INSTRUCTIONS TO FOLLOW >> Transcribe the stretch of entries below from the line with "WHERE slug = $15 \" through the line with "-> Result<(), sqlx::Error>", exactly and with both ends included; leave out all other lines.

━━━ DATA EXTRACTS ━━━

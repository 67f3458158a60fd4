//! Repository for the `reviews` table.

use sqlx::{PgPool, Postgres, Transaction};

use crate::models::review::{ReviewRecord, ReviewRow};

// ---------------------------------------------------------------------------
// Column lists
// ---------------------------------------------------------------------------

const REVIEW_COLUMNS: &str = "\
    slug, title, genre, platforms, rating, author, review_date, featured, \
    cover_image, header_image, tags, excerpt, content, author_avatar, \
    created_at, updated_at";

/// CRUD operations for review documents.
pub struct ReviewRepo;

impl ReviewRepo {
    // -----------------------------------------------------------------------
    // Reads
    // -----------------------------------------------------------------------

    /// List reviews newest-first, optionally limited.
    pub async fn list_all(
        pool: &PgPool,
        limit: Option<i64>,
    ) -> Result<Vec<ReviewRow>, sqlx::Error> {
        let query = format!(
            "SELECT {REVIEW_COLUMNS} FROM reviews \
             ORDER BY review_date DESC, created_at DESC \
             LIMIT $1"
        );
        sqlx::query_as::<_, ReviewRow>(&query)
            .bind(limit.unwrap_or(i64::MAX))
            .fetch_all(pool)
            .await
    }

    /// Find a review by its slug.
    pub async fn find_by_slug(
        pool: &PgPool,
        slug: &str,
    ) -> Result<Option<ReviewRow>, sqlx::Error> {
        let query = format!("SELECT {REVIEW_COLUMNS} FROM reviews WHERE slug = $1");
        sqlx::query_as::<_, ReviewRow>(&query)
            .bind(slug)
            .fetch_optional(pool)
            .await
    }

    /// Admin table search: case-insensitive substring over title, genre,
    /// and author. An empty term lists everything.
    pub async fn search(pool: &PgPool, term: &str) -> Result<Vec<ReviewRow>, sqlx::Error> {
        let pattern = format!("%{}%", term.replace('%', "\\%").replace('_', "\\_"));
        let query = format!(
            "SELECT {REVIEW_COLUMNS} FROM reviews \
             WHERE title ILIKE $1 OR genre ILIKE $1 OR author ILIKE $1 \
             ORDER BY review_date DESC, created_at DESC"
        );
        sqlx::query_as::<_, ReviewRow>(&query)
            .bind(pattern)
            .fetch_all(pool)
            .await
    }

    // -----------------------------------------------------------------------
    // Writes
    // -----------------------------------------------------------------------

    /// Insert a new review.
    ///
    /// Returns `None` when the slug is already taken. When the record is
    /// featured, all other featured flags are cleared in the same
    /// transaction so there is never a window with an ambiguous primary
    /// feature.
    pub async fn create(
        pool: &PgPool,
        record: &ReviewRecord,
    ) -> Result<Option<ReviewRow>, sqlx::Error> {
        let mut tx = pool.begin().await?;

        if record.featured {
            Self::clear_featured_except(&mut tx, &record.slug).await?;
        }

        let query = format!(
            "INSERT INTO reviews \
                (slug, title, genre, platforms, rating, author, review_date, featured, \
                 cover_image, header_image, tags, excerpt, content, author_avatar) \
             VALUES ($1, $2, $3, $4, $5, $6, $7, $8, $9, $10, $11, $12, $13, $14) \
             ON CONFLICT (slug) DO NOTHING \
             RETURNING {REVIEW_COLUMNS}"
        );
        let row = bind_record(sqlx::query_as::<_, ReviewRow>(&query), record)
            .fetch_optional(&mut *tx)
            .await?;

        // A conflicting insert must not clear anyone's featured flag.
        if row.is_some() {
            tx.commit().await?;
        } else {
            tx.rollback().await?;
        }

        Ok(row)
    }

    /// Update the review at `slug`, possibly renaming it (title changes
    /// regenerate the slug). Returns `None` when no such review exists.
    pub async fn update(
        pool: &PgPool,
        slug: &str,
        record: &ReviewRecord,
    ) -> Result<Option<ReviewRow>, sqlx::Error> {
        let mut tx = pool.begin().await?;

        if record.featured {
            Self::clear_featured_except(&mut tx, slug).await?;
        }

        let query = format!(
            "UPDATE reviews SET \
                slug = $1, title = $2, genre = $3, platforms = $4, rating = $5, \
                author = $6, review_date = $7, featured = $8, cover_image = $9, \
                header_image = $10, tags = $11, excerpt = $12, content = $13, \
                author_avatar = $14, updated_at = NOW() \
             WHERE slug = $15 \
             RETURNING {REVIEW_COLUMNS}"
        );
        let row = bind_record(sqlx::query_as::<_, ReviewRow>(&query), record)
            .bind(slug)
            .fetch_optional(&mut *tx)
            .await?;

        if row.is_some() {
            tx.commit().await?;
        } else {
            tx.rollback().await?;
        }

        Ok(row)
    }

    /// Delete a review. Returns whether a row was removed.
    pub async fn delete(pool: &PgPool, slug: &str) -> Result<bool, sqlx::Error> {
        let result = sqlx::query("DELETE FROM reviews WHERE slug = $1")
            .bind(slug)
            .execute(pool)
            .await?;

        Ok(result.rows_affected() > 0)
    }

    /// Clear every featured flag except the named slug's, inside the
    /// caller's transaction.
    async fn clear_featured_except(
        tx: &mut Transaction<'_, Postgres>,
        slug: &str,
    ) -> Result<(), sqlx::Error> {
        sqlx::query("UPDATE reviews SET featured = FALSE, updated_at = NOW() WHERE featured AND slug <> $1")
            .bind(slug)
            .execute(&mut **tx)
            .await?;
        Ok(())
    }
}

type ReviewQuery<'q> =
    sqlx::query::QueryAs<'q, Postgres, ReviewRow, sqlx::postgres::PgArguments>;

/// Bind the writable columns of a record in declaration order
/// (`$1` through `$14`).
fn bind_record<'q>(query: ReviewQuery<'q>, record: &'q ReviewRecord) -> ReviewQuery<'q> {
    query
        .bind(&record.slug)
        .bind(&record.title)
        .bind(&record.genre)
        .bind(&record.platforms)
        .bind(record.rating)
        .bind(&record.author)
        .bind(record.review_date)
        .bind(record.featured)
        .bind(&record.cover_image)
        .bind(&record.header_image)
        .bind(&record.tags)
        .bind(&record.excerpt)
        .bind(&record.content)
        .bind(&record.author_avatar)
}
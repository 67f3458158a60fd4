//! Repository layer.
//!
//! Repositories are zero-sized structs providing async CRUD methods that
//! accept `&PgPool` as the first argument.

pub mod review_repo;

pub use review_repo::ReviewRepo;
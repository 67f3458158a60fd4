//! Row and write-record types for the review store.

pub mod review;
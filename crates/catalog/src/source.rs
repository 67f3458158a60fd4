//! Remote review source abstraction.

use async_trait::async_trait;
use gamehub_core::review::RawReview;

/// Errors from a remote review source.
///
/// These never reach end users: the catalog degrades to the fallback
/// store and logs an advisory instead.
#[derive(Debug, thiserror::Error)]
pub enum SourceError {
    /// The source could not be reached or the query failed.
    #[error("review source unavailable: {0}")]
    Unavailable(String),
}

/// A remote store that can produce the full review collection.
///
/// Implemented by the Postgres adapter in `gamehub-db`; tests use
/// in-memory fakes.
#[async_trait]
pub trait ReviewSource: Send + Sync {
    /// Fetch the full collection, newest first where the source supports
    /// ordering. Record-level malformation is fine; normalization happens
    /// in the catalog.
    async fn fetch_all(&self) -> Result<Vec<RawReview>, SourceError>;
}
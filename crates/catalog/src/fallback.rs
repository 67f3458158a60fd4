//! Local persisted fallback store.
//!
//! Holds the full collection as one serialized JSON blob. Read only when
//! the primary source is unreachable; refreshed best-effort after every
//! successful remote fetch so the blob stays reasonably current.

use std::path::PathBuf;

use async_trait::async_trait;
use gamehub_core::review::RawReview;

/// Errors from the fallback store. Like source errors these are advisory
/// only and never surface to users.
#[derive(Debug, thiserror::Error)]
pub enum FallbackError {
    #[error("fallback store I/O error: {0}")]
    Io(#[from] std::io::Error),

    #[error("fallback blob is not valid JSON: {0}")]
    Corrupt(#[from] serde_json::Error),
}

/// Key-based get/set of the full collection as one blob.
#[async_trait]
pub trait FallbackStore: Send + Sync {
    /// Load the stored collection. An absent blob is an empty collection,
    /// not an error.
    async fn load(&self) -> Result<Vec<RawReview>, FallbackError>;

    /// Replace the stored collection.
    async fn save(&self, collection: &[RawReview]) -> Result<(), FallbackError>;
}

/// File-backed [`FallbackStore`] writing one JSON document.
pub struct FileFallbackStore {
    path: PathBuf,
}

impl FileFallbackStore {
    /// Store backed by the given file path. Parent directories must exist.
    pub fn new(path: impl Into<PathBuf>) -> Self {
        Self { path: path.into() }
    }
}

#[async_trait]
impl FallbackStore for FileFallbackStore {
    async fn load(&self) -> Result<Vec<RawReview>, FallbackError> {
        let bytes = match tokio::fs::read(&self.path).await {
            Ok(bytes) => bytes,
            Err(e) if e.kind() == std::io::ErrorKind::NotFound => return Ok(Vec::new()),
            Err(e) => return Err(e.into()),
        };

        Ok(serde_json::from_slice(&bytes)?)
    }

    async fn save(&self, collection: &[RawReview]) -> Result<(), FallbackError> {
        let bytes = serde_json::to_vec(collection)?;

        // Write-then-rename so a crash mid-write never leaves a torn blob.
        let tmp = self.path.with_extension("tmp");
        tokio::fs::write(&tmp, &bytes).await?;
        tokio::fs::rename(&tmp, &self.path).await?;
        Ok(())
    }
}

#[cfg(test)]
mod tests {
    use assert_matches::assert_matches;

    use super::*;

    fn sample() -> Vec<RawReview> {
        vec![RawReview {
            title: Some("Outer Wilds".into()),
            rating: Some(10),
            ..Default::default()
        }]
    }

    #[tokio::test]
    async fn missing_blob_loads_as_empty_collection() {
        let dir = tempfile::tempdir().unwrap();
        let store = FileFallbackStore::new(dir.path().join("reviews.json"));

        assert!(store.load().await.unwrap().is_empty());
    }

    #[tokio::test]
    async fn save_then_load_round_trips() {
        let dir = tempfile::tempdir().unwrap();
        let store = FileFallbackStore::new(dir.path().join("reviews.json"));

        store.save(&sample()).await.unwrap();
        let loaded = store.load().await.unwrap();

        assert_eq!(loaded.len(), 1);
        assert_eq!(loaded[0].title.as_deref(), Some("Outer Wilds"));
    }

    #[tokio::test]
    async fn corrupt_blob_is_reported() {
        let dir = tempfile::tempdir().unwrap();
        let path = dir.path().join("reviews.json");
        tokio::fs::write(&path, b"{not json").await.unwrap();

        let store = FileFallbackStore::new(path);
        assert_matches!(store.load().await, Err(FallbackError::Corrupt(_)));
    }

    #[tokio::test]
    async fn save_overwrites_previous_blob() {
        let dir = tempfile::tempdir().unwrap();
        let store = FileFallbackStore::new(dir.path().join("reviews.json"));

        store.save(&sample()).await.unwrap();
        store.save(&[]).await.unwrap();

        assert!(store.load().await.unwrap().is_empty());
    }
}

━━━

RESULT OF THE TASK >>
             WHERE slug = $15 \
             RETURNING {REVIEW_COLUMNS}"
        );
        let row = bind_record(sqlx::query_as::<_, ReviewRow>(&query), record)
            .bind(slug)
            .fetch_optional(&mut *tx)
            .await?;

        if row.is_some() {
            tx.commit().await?;
        } else {
            tx.rollback().await?;
        }

        Ok(row)
    }

    /// Delete a review. Returns whether a row was removed.
    pub async fn delete(pool: &PgPool, slug: &str) -> Result<bool, sqlx::Error> {
        let result = sqlx::query("DELETE FROM reviews WHERE slug = $1")
            .bind(slug)
            .execute(pool)
            .await?;

        Ok(result.rows_affected() > 0)
    }

    /// Clear every featured flag except the named slug's, inside the
    /// caller's transaction.
    async fn clear_featured_except(
        tx: &mut Transaction<'_, Postgres>,
        slug: &str,
    ) -> Result<(), sqlx::Error> {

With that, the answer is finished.